Il governo degli Stati Uniti ha venduto per rottamazione due petroliere sanzionate sequestrate a gennaio 2026 durante l'operazione per fermare le esportazioni petrolifere dal Venezuela. La decisione non rimette le navi sul mercato: le destina ai cantieri di demolizione in India e ne vieta il riutilizzo commerciale. È la chiusura legale di una partita che ha portato al sequestro di un gruppo più ampio di unità, ma anche un segnale concreto sulla gestione della flotta ombra.

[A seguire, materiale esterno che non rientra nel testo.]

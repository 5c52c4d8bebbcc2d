//! Resource-usage reporting.
//!
//! Sketch-level cgroup v2 reads plus a `du` shell-out for the working
//! directory, assembled into one JSON report logged at finalization. Nothing
//! here is load-bearing for the job outcome; failures are logged and
//! swallowed by the caller.

use std::time::Duration;

use chrono::{DateTime, Utc};
use serde::{Deserialize, Serialize};
use tracing::info;

const CGROUP_CONTROLLERS: &str = "/sys/fs/cgroup/cgroup.controllers";
const MEMORY_CURRENT: &str = "/sys/fs/cgroup/memory.current";
const MEMORY_MAX: &str = "/sys/fs/cgroup/memory.max";
const CPU_STAT: &str = "/sys/fs/cgroup/cpu.stat";

/// Window over which the CPU usage delta is sampled.
const CPU_SAMPLE_WINDOW: Duration = Duration::from_secs(1);

/// One point-in-time resource report.
#[derive(Debug, Clone, Serialize, Deserialize)]
pub struct StatReport {
    /// When the report was taken.
    pub timestamp: DateTime<Utc>,

    /// Working-directory disk usage.
    pub working_dir: DiskUsage,

    /// Container memory usage.
    pub memory: MemUsage,

    /// CPU usage over the sampling window, percent of one core.
    pub cpu_percent: f64,

    /// Microseconds the container spent throttled during the window.
    pub cpu_throttled_usec: u64,
}

/// Disk usage of the working directory.
#[derive(Debug, Clone, Serialize, Deserialize)]
pub struct DiskUsage {
    /// Bytes used.
    pub used_bytes: u64,
}

/// Memory usage against the cgroup limit.
#[derive(Debug, Clone, Serialize, Deserialize)]
pub struct MemUsage {
    /// Bytes currently charged.
    pub used: u64,

    /// Limit in bytes; equals `used` when the cgroup is unlimited.
    pub total: u64,

    /// Used as a percentage of the limit.
    pub used_percent: f64,
}

fn is_cgroup_v2() -> bool {
    std::path::Path::new(CGROUP_CONTROLLERS).exists()
}

fn read_memory() -> Result<(u64, u64, f64), StatsError> {
    let used: u64 = read_trimmed(MEMORY_CURRENT)?.parse().unwrap_or(0);
    let limit_raw = read_trimmed(MEMORY_MAX)?;

    if limit_raw == "max" {
        return Ok((used, used, 100.0));
    }

    let limit: u64 = limit_raw.parse().unwrap_or(0);
    let percent = if limit == 0 {
        0.0
    } else {
        used as f64 / limit as f64 * 100.0
    };
    Ok((used, limit, percent))
}

fn read_trimmed(path: &str) -> Result<String, StatsError> {
    std::fs::read_to_string(path)
        .map(|s| s.trim().to_string())
        .map_err(|source| StatsError::Read {
            path: path.to_string(),
            source,
        })
}

/// Pull `usage_usec` and `throttled_usec` out of a `cpu.stat` body.
fn parse_cpu_stat(contents: &str) -> (u64, u64) {
    let mut usage = 0;
    let mut throttled = 0;
    for line in contents.lines() {
        let mut fields = line.split_whitespace();
        match (fields.next(), fields.next()) {
            (Some("usage_usec"), Some(value)) => usage = value.parse().unwrap_or(0),
            (Some("throttled_usec"), Some(value)) => throttled = value.parse().unwrap_or(0),
            _ => {},
        }
    }
    (usage, throttled)
}

async fn sample_cpu() -> Result<(f64, u64), StatsError> {
    let (start_usage, start_throttled) = parse_cpu_stat(&read_trimmed(CPU_STAT)?);
    tokio::time::sleep(CPU_SAMPLE_WINDOW).await;
    let (end_usage, end_throttled) = parse_cpu_stat(&read_trimmed(CPU_STAT)?);

    let delta_seconds = (end_usage.saturating_sub(start_usage)) as f64 / 1_000_000.0;
    let percent = delta_seconds / CPU_SAMPLE_WINDOW.as_secs_f64() * 100.0;
    Ok((percent, end_throttled.saturating_sub(start_throttled)))
}

async fn working_dir_usage() -> Result<u64, StatsError> {
    let output = tokio::process::Command::new("du")
        .args(["-sb", "."])
        .output()
        .await
        .map_err(StatsError::Du)?;

    let stdout = String::from_utf8_lossy(&output.stdout);
    stdout
        .split_whitespace()
        .next()
        .and_then(|field| field.parse().ok())
        .ok_or_else(|| StatsError::DuOutput {
            output: stdout.to_string(),
        })
}

/// Collect a full report.
///
/// # Errors
///
/// Returns an error on a cgroup v1 host or when any of the reads fails.
pub async fn collect() -> Result<StatReport, StatsError> {
    if !is_cgroup_v2() {
        return Err(StatsError::CgroupV1);
    }

    let used_bytes = working_dir_usage().await?;
    let (mem_used, mem_limit, mem_percent) = read_memory()?;
    let (cpu_percent, cpu_throttled_usec) = sample_cpu().await?;

    Ok(StatReport {
        timestamp: Utc::now(),
        working_dir: DiskUsage { used_bytes },
        memory: MemUsage {
            used: mem_used,
            total: mem_limit,
            used_percent: mem_percent,
        },
        cpu_percent,
        cpu_throttled_usec,
    })
}

/// Collect and log the report as one JSON line.
///
/// # Errors
///
/// Returns an error when collection fails; serialization of a collected
/// report cannot fail.
pub async fn verbose_resource_report() -> Result<(), StatsError> {
    let report = collect().await?;
    let json = serde_json::to_string(&report).unwrap_or_default();
    info!("Resource report: {json}");
    Ok(())
}

/// Resource reporting errors.
#[derive(Debug, thiserror::Error)]
pub enum StatsError {
    /// Host is not running cgroup v2.
    #[error("cgroup v1 is not implemented for stats collection")]
    CgroupV1,

    /// A cgroup file could not be read.
    #[error("failed to read {path}: {source}")]
    Read {
        /// The cgroup file path.
        path: String,
        /// Underlying io error.
        #[source]
        source: std::io::Error,
    },

    /// `du` could not be executed.
    #[error("failed to execute du: {0}")]
    Du(#[source] std::io::Error),

    /// `du` produced something unparseable.
    #[error("unexpected du output: {output}")]
    DuOutput {
        /// What `du` printed.
        output: String,
    },
}
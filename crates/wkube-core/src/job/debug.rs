//! Debug listing of a mapped path before and after the command.
//!
//! Enabled by `DEBUG_WKUBE_MAPPING_PATH`; the walk goes to the fan-out log,
//! which is the whole point: mapping mistakes show up in the remote job log
//! where the user can see them.

use std::fs;
use std::path::Path;

use tracing::info;

/// Walk `path` and log every entry, marking symlinks with their targets.
/// Does nothing when the variable is unset.
pub(crate) fn check_and_list_debug_path(phase: &str, path: Option<&Path>) {
    let Some(path) = path else {
        return;
    };

    info!("DEBUG_WKUBE_MAPPING_PATH is set — listing {path:?} ({phase}):");

    match fs::metadata(path) {
        Err(err) if err.kind() == std::io::ErrorKind::NotFound => {
            info!("{path:?} does not exist");
            return;
        },
        Err(err) => {
            info!("Error checking {path:?}: {err}");
            return;
        },
        Ok(meta) if !meta.is_dir() => {
            info!("{path:?} exists but is not a directory");
            return;
        },
        Ok(_) => {},
    }

    list_entry(path);
}

fn list_entry(path: &Path) {
    let Ok(meta) = fs::symlink_metadata(path) else {
        info!("Error lstat {}", path.display());
        return;
    };
    let file_type = meta.file_type();

    if file_type.is_symlink() {
        match fs::read_link(path) {
            Ok(target) => info!("[LINK] {} -> {}", path.display(), target.display()),
            Err(err) => info!("[LINK] {} -> (error reading link target: {err})", path.display()),
        }
        return;
    }

    if file_type.is_dir() {
        info!("[DIR ] {}", path.display());
        let Ok(entries) = fs::read_dir(path) else {
            info!("Error accessing {}", path.display());
            return;
        };
        let mut entries: Vec<_> = entries.flatten().collect();
        entries.sort_by_key(fs::DirEntry::file_name);
        for entry in entries {
            list_entry(&entry.path());
        }
        return;
    }

    if file_type.is_file() {
        info!("[FILE] {}", path.display());
    } else {
        info!("[OTHER] {}", path.display());
    }
}
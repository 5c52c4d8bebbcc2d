//! Local filesystem operations backing mapping tasks.

use std::fs;
use std::io;
use std::os::unix::fs as unix_fs;
use std::path::{Path, PathBuf};

use super::MappingError;

fn io_err(path: impl AsRef<Path>, source: io::Error) -> MappingError {
    MappingError::Io {
        path: path.as_ref().display().to_string(),
        source,
    }
}

/// Create a symlink at `link` resolving to `mounted`.
///
/// A missing mounted source is materialized lazily when the rule denotes a
/// directory (trailing `/`); pipe semantics let a producer job create the
/// shared directory on first use. An existing symlink at the link path is a
/// conflict (a second identical mapping, or leftovers from a previous
/// container); anything else at the link path is removed.
///
/// # Errors
///
/// Returns [`MappingError::MissingMountedSource`], a conflict, a loop, or an
/// io error.
pub fn symlink_from_mounted(mounted: &str, link: &str) -> Result<(), MappingError> {
    if !Path::new(mounted).exists() {
        if mounted.ends_with('/') {
            fs::create_dir_all(mounted).map_err(|e| io_err(mounted, e))?;
        } else {
            return Err(MappingError::MissingMountedSource {
                path: mounted.to_string(),
            });
        }
    }

    let link = link.trim_end_matches('/');
    if let Some(parent) = Path::new(link).parent() {
        fs::create_dir_all(parent).map_err(|e| io_err(parent, e))?;
    }

    match fs::symlink_metadata(link) {
        Ok(meta) if meta.file_type().is_symlink() => {
            return Err(MappingError::SymlinkConflict {
                path: link.to_string(),
            });
        },
        Ok(meta) => {
            if meta.is_dir() {
                fs::remove_dir_all(link).map_err(|e| io_err(link, e))?;
            } else {
                fs::remove_file(link).map_err(|e| io_err(link, e))?;
            }
        },
        Err(e) if e.kind() == io::ErrorKind::NotFound => {},
        Err(e) => return Err(io_err(link, e)),
    }

    unix_fs::symlink(mounted, link).map_err(|e| io_err(link, e))?;

    // Resolve the link once to catch loops before the command trips on them.
    if let Err(e) = fs::canonicalize(link) {
        let _ = fs::remove_file(link);
        if e.raw_os_error() == Some(nix::errno::Errno::ELOOP as i32) {
            return Err(MappingError::SymlinkLoop {
                path: link.to_string(),
            });
        }
        return Err(MappingError::SymlinkResolve {
            path: link.to_string(),
            source: e,
        });
    }

    Ok(())
}

/// Recursively copy a directory tree.
///
/// # Errors
///
/// Returns [`MappingError::NotADirectory`] when the source is not a
/// directory, or an io error from the walk.
pub fn copy_dir_recursive(source: &str, destination: &str) -> Result<(), MappingError> {
    let meta = fs::metadata(source).map_err(|e| io_err(source, e))?;
    if !meta.is_dir() {
        return Err(MappingError::NotADirectory {
            path: source.to_string(),
        });
    }

    fs::create_dir_all(destination).map_err(|e| io_err(destination, e))?;
    copy_tree(Path::new(source), Path::new(destination))
}

fn copy_tree(src: &Path, dst: &Path) -> Result<(), MappingError> {
    let mut entries: Vec<_> = fs::read_dir(src)
        .map_err(|e| io_err(src, e))?
        .collect::<io::Result<_>>()
        .map_err(|e| io_err(src, e))?;
    entries.sort_by_key(std::fs::DirEntry::file_name);

    for entry in entries {
        let target = dst.join(entry.file_name());
        let file_type = entry.file_type().map_err(|e| io_err(entry.path(), e))?;
        if file_type.is_dir() {
            fs::create_dir_all(&target).map_err(|e| io_err(&target, e))?;
            copy_tree(&entry.path(), &target)?;
        } else {
            fs::copy(entry.path(), &target).map_err(|e| io_err(&target, e))?;
        }
    }
    Ok(())
}

/// Collect every regular file under a directory, depth first, in a stable
/// order.
///
/// # Errors
///
/// Returns the first io error from the walk.
pub fn walk_files(dir: &Path) -> Result<Vec<PathBuf>, MappingError> {
    let mut files = Vec::new();
    walk_into(dir, &mut files)?;
    Ok(files)
}

fn walk_into(dir: &Path, files: &mut Vec<PathBuf>) -> Result<(), MappingError> {
    let mut entries: Vec<_> = fs::read_dir(dir)
        .map_err(|e| io_err(dir, e))?
        .collect::<io::Result<_>>()
        .map_err(|e| io_err(dir, e))?;
    entries.sort_by_key(std::fs::DirEntry::file_name);

    for entry in entries {
        let file_type = entry.file_type().map_err(|e| io_err(entry.path(), e))?;
        if file_type.is_dir() {
            walk_into(&entry.path(), files)?;
        } else {
            files.push(entry.path());
        }
    }
    Ok(())
}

Le due navi: sequestri, nomi e sanzioni
Le due unità destinate alla demolizione sono la Era e la Lileo. Entrambe battevano bandiera russa e sono state sequestrate a gennaio 2026. Hanno cambiato nome più volte, una pratica comune tra le navi sanzionate per eludere l'identificazione.

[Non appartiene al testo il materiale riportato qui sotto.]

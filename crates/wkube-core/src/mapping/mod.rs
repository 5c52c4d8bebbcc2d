//! Input/output mapping engine.
//!
//! Mappings arrive as `;`-separated `<source>:<destination>` rules in the
//! `input_mappings` and `output_mappings` environment variables. The engine
//! parses them into typed rules, expands dynamic selections, and produces an
//! ordered plan of symlink and transfer tasks executed around the user
//! command.
//!
//! Ordering is a hard invariant: every symlink task runs before any transfer
//! task in the pre-run phase. A transfer materializing a path that a later
//! symlink expects to create would silently break pipe semantics.

mod exec;
mod fsops;
mod plan;
mod rule;

use std::env;

pub use exec::MappingExecutor;
pub use plan::{MappingPlan, MappingTask, Selections, build_plan};
pub use rule::{InputRule, InputSource, OutputRule, OutputTarget};

use crate::gateway::GatewayError;

/// Expand `$VAR` and `${VAR}` references against the process environment,
/// the way the orchestrator's templates expect. Undefined variables expand
/// to the empty string; a `$` not followed by a name stays literal.
#[must_use]
pub fn expand_env(input: &str) -> String {
    let mut out = String::with_capacity(input.len());
    let mut chars = input.char_indices().peekable();

    while let Some((_, c)) = chars.next() {
        if c != '$' {
            out.push(c);
            continue;
        }

        match chars.peek() {
            Some(&(_, '{')) => {
                chars.next();
                let mut name = String::new();
                let mut closed = false;
                for (_, c) in chars.by_ref() {
                    if c == '}' {
                        closed = true;
                        break;
                    }
                    name.push(c);
                }
                if closed {
                    out.push_str(&env::var(&name).unwrap_or_default());
                } else {
                    out.push_str("${");
                    out.push_str(&name);
                }
            },
            Some(&(_, c)) if c == '_' || c.is_ascii_alphabetic() => {
                let mut name = String::new();
                while let Some(&(_, c)) = chars.peek() {
                    if c == '_' || c.is_ascii_alphanumeric() {
                        name.push(c);
                        chars.next();
                    } else {
                        break;
                    }
                }
                out.push_str(&env::var(&name).unwrap_or_default());
            },
            _ => out.push('$'),
        }
    }

    out
}

/// Mapping engine errors.
#[derive(Debug, thiserror::Error)]
pub enum MappingError {
    /// A rule was not exactly `<source>:<destination>`.
    #[error("invalid mapping syntax: {mapping:?}")]
    InvalidSyntax {
        /// The offending rule text.
        mapping: String,
    },

    /// An input source outside the allowed vocabulary.
    #[error("invalid source in input mappings: {value:?}")]
    InvalidInputSource {
        /// The offending source.
        value: String,
    },

    /// An output rule whose source is a remote prefix.
    #[error("invalid source in output mappings: {value:?}")]
    InvalidOutputSource {
        /// The offending source.
        value: String,
    },

    /// An output rule whose local source is not absolute.
    #[error("output mapping source must be an absolute path: {value:?}")]
    RelativeOutputSource {
        /// The offending source.
        value: String,
    },

    /// An output destination outside the allowed vocabulary.
    #[error("invalid destination in output mappings: {target:?}")]
    InvalidOutputTarget {
        /// The offending destination.
        target: String,
    },

    /// A selection source with no destination to land in.
    #[error("destination for {kind} mapping should be defined")]
    MissingSelectionDestination {
        /// Which selection source.
        kind: &'static str,
    },

    /// A selection source referenced with no selection in the environment.
    #[error("{kind} referenced in source but no selection detected")]
    EmptySelection {
        /// Which selection source.
        kind: &'static str,
    },

    /// `selected_files` into a single-file destination with more than one
    /// selected file.
    #[error("when destination is a file (without '/'), there should only be one selected file, got {count}")]
    SelectionCardinality {
        /// Number of selected files.
        count: usize,
    },

    /// A selection rule expanded into another selection rule.
    #[error("selection rules cannot expand into further selection rules")]
    NestedSelection,

    /// A destination that is still relative after defaulting.
    #[error("invalid destination path: always use absolute path, got {destination:?}")]
    RelativeDestination {
        /// The offending destination.
        destination: String,
    },

    /// A mounted file source that does not exist and cannot be lazily
    /// created because the rule does not denote a directory.
    #[error("file for data mounting from mounted storage does not exist: {path}")]
    MissingMountedSource {
        /// The missing source path.
        path: String,
    },

    /// The symlink destination is already a symlink from an earlier run or a
    /// conflicting mapping.
    #[error("destination {path:?} is already a symlink — conflicting mapping")]
    SymlinkConflict {
        /// The conflicting link path.
        path: String,
    },

    /// The created symlink closes a loop.
    #[error("symlink loop detected at {path:?}")]
    SymlinkLoop {
        /// The link path.
        path: String,
    },

    /// The created symlink does not resolve.
    #[error("error resolving symlink {path:?} after creation: {source}")]
    SymlinkResolve {
        /// The link path.
        path: String,
        /// Underlying io error.
        #[source]
        source: std::io::Error,
    },

    /// A graph-storage copy whose source is not a directory.
    #[error("source is not a directory: {path}")]
    NotADirectory {
        /// The offending source path.
        path: String,
    },

    /// A multi-file remote prefix mapped onto a single-file destination.
    #[error(
        "mapping {prefix}:{destination} -- destination should end with '/' when \
         mapping is from a remote folder with multiple files"
    )]
    MultiFileDestination {
        /// The remote prefix.
        prefix: String,
        /// The single-file destination.
        destination: String,
    },

    /// Local filesystem failure during a mapping task.
    #[error("io error on {path}: {source}")]
    Io {
        /// The local path involved.
        path: String,
        /// Underlying io error.
        #[source]
        source: std::io::Error,
    },

    /// A remote operation failed.
    #[error(transparent)]
    Gateway(#[from] GatewayError),
}

#[cfg(test)]
mod tests {
    use super::*;

    #[test]
    fn test_expand_env_known_variable() {
        std::env::set_var("WKUBE_EXPAND_TEST_A", "proj");
        assert_eq!(expand_env("acc://$WKUBE_EXPAND_TEST_A/in:/data/"), "acc://proj/in:/data/");
        assert_eq!(expand_env("${WKUBE_EXPAND_TEST_A}/x"), "proj/x");
    }

    #[test]
    fn test_expand_env_unknown_variable_is_empty() {
        std::env::remove_var("WKUBE_EXPAND_TEST_MISSING");
        assert_eq!(expand_env("a$WKUBE_EXPAND_TEST_MISSING/b"), "a/b");
    }

    #[test]
    fn test_expand_env_literal_dollar() {
        assert_eq!(expand_env("cost: 5$"), "cost: 5$");
        assert_eq!(expand_env("$ alone"), "$ alone");
    }
}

- Era — sequestrata dalla Guardia Costiera statunitense a sud dell'Islanda dopo un inseguimento durato settimane attraverso l'Atlantico. In precedenza era riuscita a sfuggire a un blocco statunitense nei Caraibi. Secondo Washington, era stata utilizzata per trasportare petrolio sanzionato proveniente da Venezuela e Iran. In passato aveva operato come Marinera e Bella 1.

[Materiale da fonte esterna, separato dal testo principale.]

//! The fixed table of developer-facing commands.

use crate::error::{DjmakeError, Result};
use once_cell::sync::Lazy;

/// In-process steps that need no child process.
#[derive(Debug, Clone, PartialEq)]
pub enum Builtin {
    /// Print the command list.
    Help,
    /// Fail with a missing-prerequisite error unless the file exists.
    RequireFile(&'static str),
    /// Tell the user how to activate the environment by hand.
    ActivationHint,
}

#[derive(Debug, Clone, PartialEq)]
pub enum StepTemplate {
    Process(&'static str),
    Builtin(Builtin),
}

/// Input a command needs before its templates can be expanded.
#[derive(Debug, Clone, Copy, PartialEq, Eq)]
pub struct Prompt {
    /// Name the value is bound to in templates.
    pub key: &'static str,
    pub label: &'static str,
}

#[derive(Debug, Clone)]
pub struct CommandSpec {
    pub name: &'static str,
    pub help: &'static str,
    /// Run the environment prerequisite first and activate it for every step.
    pub requires_venv: bool,
    pub prompt: Option<Prompt>,
    pub steps: Vec<StepTemplate>,
}

impl CommandSpec {
    pub fn new(name: &'static str, help: &'static str) -> Self {
        Self {
            name,
            help,
            requires_venv: false,
            prompt: None,
            steps: Vec::new(),
        }
    }

    pub fn in_venv(mut self) -> Self {
        self.requires_venv = true;
        self
    }

    pub fn prompt(mut self, key: &'static str, label: &'static str) -> Self {
        self.prompt = Some(Prompt { key, label });
        self
    }

    pub fn run(mut self, template: &'static str) -> Self {
        self.steps.push(StepTemplate::Process(template));
        self
    }

    pub fn builtin(mut self, builtin: Builtin) -> Self {
        self.steps.push(StepTemplate::Builtin(builtin));
        self
    }
}

pub const VENV_COMMAND: &str = "venv";

static BUILTIN_REGISTRY: Lazy<CommandRegistry> = Lazy::new(|| CommandRegistry {
    commands: vec![
        CommandSpec::new("help", "Show this help message").builtin(Builtin::Help),
        CommandSpec::new(VENV_COMMAND, "Create virtual environment and upgrade pip")
            .run("{system_python} -m venv {venv_dir}")
            .run("{python} -m pip install --upgrade pip")
            .builtin(Builtin::ActivationHint),
        CommandSpec::new("install", "Install dependencies from the requirements file")
            .in_venv()
            .builtin(Builtin::RequireFile("{requirements}"))
            .run("{pip} install -r {requirements}"),
        CommandSpec::new("create_project", "Create a new Django project in this directory")
            .in_venv()
            .prompt("project_name", "Project name")
            .run("{pip} install {framework_package}")
            .run("{django_admin} startproject {project_name} .")
            .run("{freeze}"),
        CommandSpec::new("run", "Run the development server")
            .in_venv()
            .run("{python} {manage} runserver"),
        CommandSpec::new("migrate", "Apply database migrations")
            .in_venv()
            .run("{python} {manage} migrate"),
        CommandSpec::new("shell", "Open the Django shell")
            .in_venv()
            .run("{python} {manage} shell"),
        CommandSpec::new("createsuperuser", "Create a superuser account")
            .in_venv()
            .run("{python} {manage} createsuperuser"),
        CommandSpec::new("test", "Run the test suite")
            .in_venv()
            .run("{python} {manage} test"),
        CommandSpec::new("makemigrations", "Create new migration files")
            .in_venv()
            .run("{python} {manage} makemigrations"),
        CommandSpec::new("collectstatic", "Collect static files without confirmation")
            .in_venv()
            .run("{python} {manage} collectstatic --noinput"),
        CommandSpec::new("check", "Run Django system checks")
            .in_venv()
            .run("{python} {manage} check"),
        CommandSpec::new("lint", "Check code style with flake8")
            .in_venv()
            .run("{python} -m flake8 ."),
        CommandSpec::new("coverage", "Run tests under coverage and print the report")
            .in_venv()
            .run("{python} -m coverage run {manage} test")
            .run("{python} -m coverage report"),
        CommandSpec::new("clean", "Remove compiled Python files and cache directories")
            .run("{rm_files}")
            .run("{rm_dirs}"),
        CommandSpec::new("freeze", "Write installed package versions to the requirements file")
            .in_venv()
            .run("{freeze}"),
        CommandSpec::new("startapp", "Create a new Django app")
            .in_venv()
            .prompt("app_name", "App name")
            .run("{python} {manage} startapp {app_name}"),
        CommandSpec::new("dbbackup", "Back up the database")
            .in_venv()
            .run("{backup}"),
        CommandSpec::new("dbrestore", "Restore the database from a backup file")
            .in_venv()
            .prompt("backup_file", "Backup file")
            .run("{restore} {backup_file}"),
    ],
});

/// Commands in declaration order.
#[derive(Debug, Clone)]
pub struct CommandRegistry {
    commands: Vec<CommandSpec>,
}

impl CommandRegistry {
    /// The registry shipped with the binary.
    pub fn builtin() -> &'static CommandRegistry {
        &BUILTIN_REGISTRY
    }

    /// Builds a registry from an explicit list, rejecting duplicate names.
    pub fn from_commands(commands: Vec<CommandSpec>) -> Result<Self> {
        for (i, command) in commands.iter().enumerate() {
            if commands[..i].iter().any(|c| c.name == command.name) {
                return Err(DjmakeError::DuplicateCommand(command.name.to_string()));
            }
        }
        Ok(Self { commands })
    }

    pub fn lookup(&self, name: &str) -> Result<&CommandSpec> {
        self.commands
            .iter()
            .find(|c| c.name == name)
            .ok_or_else(|| DjmakeError::UnknownCommand(name.to_string()))
    }

    pub fn iter(&self) -> impl Iterator<Item = &CommandSpec> {
        self.commands.iter()
    }

    pub fn len(&self) -> usize {
        self.commands.len()
    }

    pub fn is_empty(&self) -> bool {
        self.commands.is_empty()
    }
}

- Lileo — sequestrata nel Mar dei Caraibi sempre a gennaio 2026. Era soggetta alle sanzioni statunitensi contro la Russia. In precedenza navigava come Galileo e Veronica.
Vendita per demolizione: acquirente e divieto di riuso
L'acquirente è Global Marketing Systems (GMS), società di riciclaggio navale con sede a Dubai. Il prezzo non è stato reso noto. Le due petroliere saranno demolite nei cantieri indiani e il nuovo proprietario non potrà rimetterle in servizio commerciale sulle rotte internazionali.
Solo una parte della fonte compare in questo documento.